The article at this link is a report on a recent study of women in academia by Christine Hult, Ronda Callister, and Kim Sullivan, at Utah State University. It appeared in the Summer/Fall, 2005 issue of Peer Review. Here is an excerpt:

While global warming toward women in academia (in this case a desirable trend) may be occurring in some academic departments or institutions-most notably in community colleges-the same cannot be said for many colleges of Science, Engineering, and Technology (SET colleges). There, the climate for women is very chilly indeed. As Cathy Ann Trower reports in Science magazine (2001), 42 percent of full professors in two-year colleges are women; however, women comprise only 17 percent of the full professor ranks at doctoral-granting institutions. For SET colleges, the figures are even lower. “In 4-year colleges and universities,” Trower reports, “women SET (science, engineering and technology) faculty hold fewer high-ranking posts than men, are less likely to be full professors, and are more likely to be assistant professors” (1).

Even though there are increasing numbers of women graduates in the pipeline, the statistics for women’s representation at the higher ranks and in the SET colleges have been largely unchanged for the past twenty years. The situation is no better in Europe. “Although women constitute more than half of the student population across Europe, they hold fewer than 10% of the top positions in the academic system” (Dwandre 2002, 278).

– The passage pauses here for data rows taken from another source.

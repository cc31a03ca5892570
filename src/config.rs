//! Client Configuration
//!
//! The endpoint is fixed for the app; tests point it at a local server.

use std::time::Duration;

use serde::{Deserialize, Serialize};

pub const DEFAULT_ENDPOINT: &str = "https://api.graphcms.com/simple/v1/swapi";
pub const DEFAULT_TIMEOUT_MS: u64 = 15_000;

#[derive(Debug, Clone, PartialEq, Eq, Serialize, Deserialize)]
#[serde(default)]
pub struct ClientConfig {
    pub endpoint: String,
    /// Upper bound for the whole request/response exchange, `None` waits forever
    pub timeout_ms: Option<u64>,
}

impl Default for ClientConfig {
    fn default() -> Self {
        Self {
            endpoint: DEFAULT_ENDPOINT.to_string(),
            timeout_ms: Some(DEFAULT_TIMEOUT_MS),
        }
    }
}

impl ClientConfig {
    pub fn with_endpoint(mut self, endpoint: impl Into<String>) -> Self {
        self.endpoint = endpoint.into();
        self
    }

    pub fn with_timeout(mut self, timeout: Option<Duration>) -> Self {
        self.timeout_ms = timeout.map(|t| t.as_millis() as u64);
        self
    }

    pub fn timeout(&self) -> Option<Duration> {
        self.timeout_ms.map(Duration::from_millis)
    }
}

#[cfg(test)]
mod tests {
    use super::*;

    #[test]
    fn test_defaults() {
        let config = ClientConfig::default();
        assert_eq!(config.endpoint, DEFAULT_ENDPOINT);
        assert_eq!(config.timeout(), Some(Duration::from_secs(15)));
    }

    #[test]
    fn test_partial_json_keeps_defaults() {
        let config: ClientConfig = serde_json::from_str(r#"{ "timeout_ms": null }"#).unwrap();
        assert_eq!(config.endpoint, DEFAULT_ENDPOINT);
        assert_eq!(config.timeout(), None);
    }

    #[test]
    fn test_builders() {
        let config = ClientConfig::default()
            .with_endpoint("http://127.0.0.1:9/graphql")
            .with_timeout(Some(Duration::from_millis(250)));
        assert_eq!(config.endpoint, "http://127.0.0.1:9/graphql");
        assert_eq!(config.timeout_ms, Some(250));
    }
}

In the 1970s, Rosabeth Moss Kanter (1977) wrote about the adverse effects that can occur when women or minorities are tokens in their departments. Many subsequent studies also have found that when women represent less than 15-20 percent of a department they are more likely to feel the effects of gender stereotyping. More recently, Virginia Valian (1998) has developed cognitive analyses to explain the persistent inequalities in academia. She claims that both men and women operate under certain stereotypical gender schemas that affect our expectations of men’s and women’s roles. For example, Valian cites research showing that, after reviewing identical curricula vitae but with different names attached, men and women academics both consistently rate the women as less competent for an academic position than the men. Gender schemas go a long way toward explaining the subtle dynamics at work during recruitment and promotion on university campuses.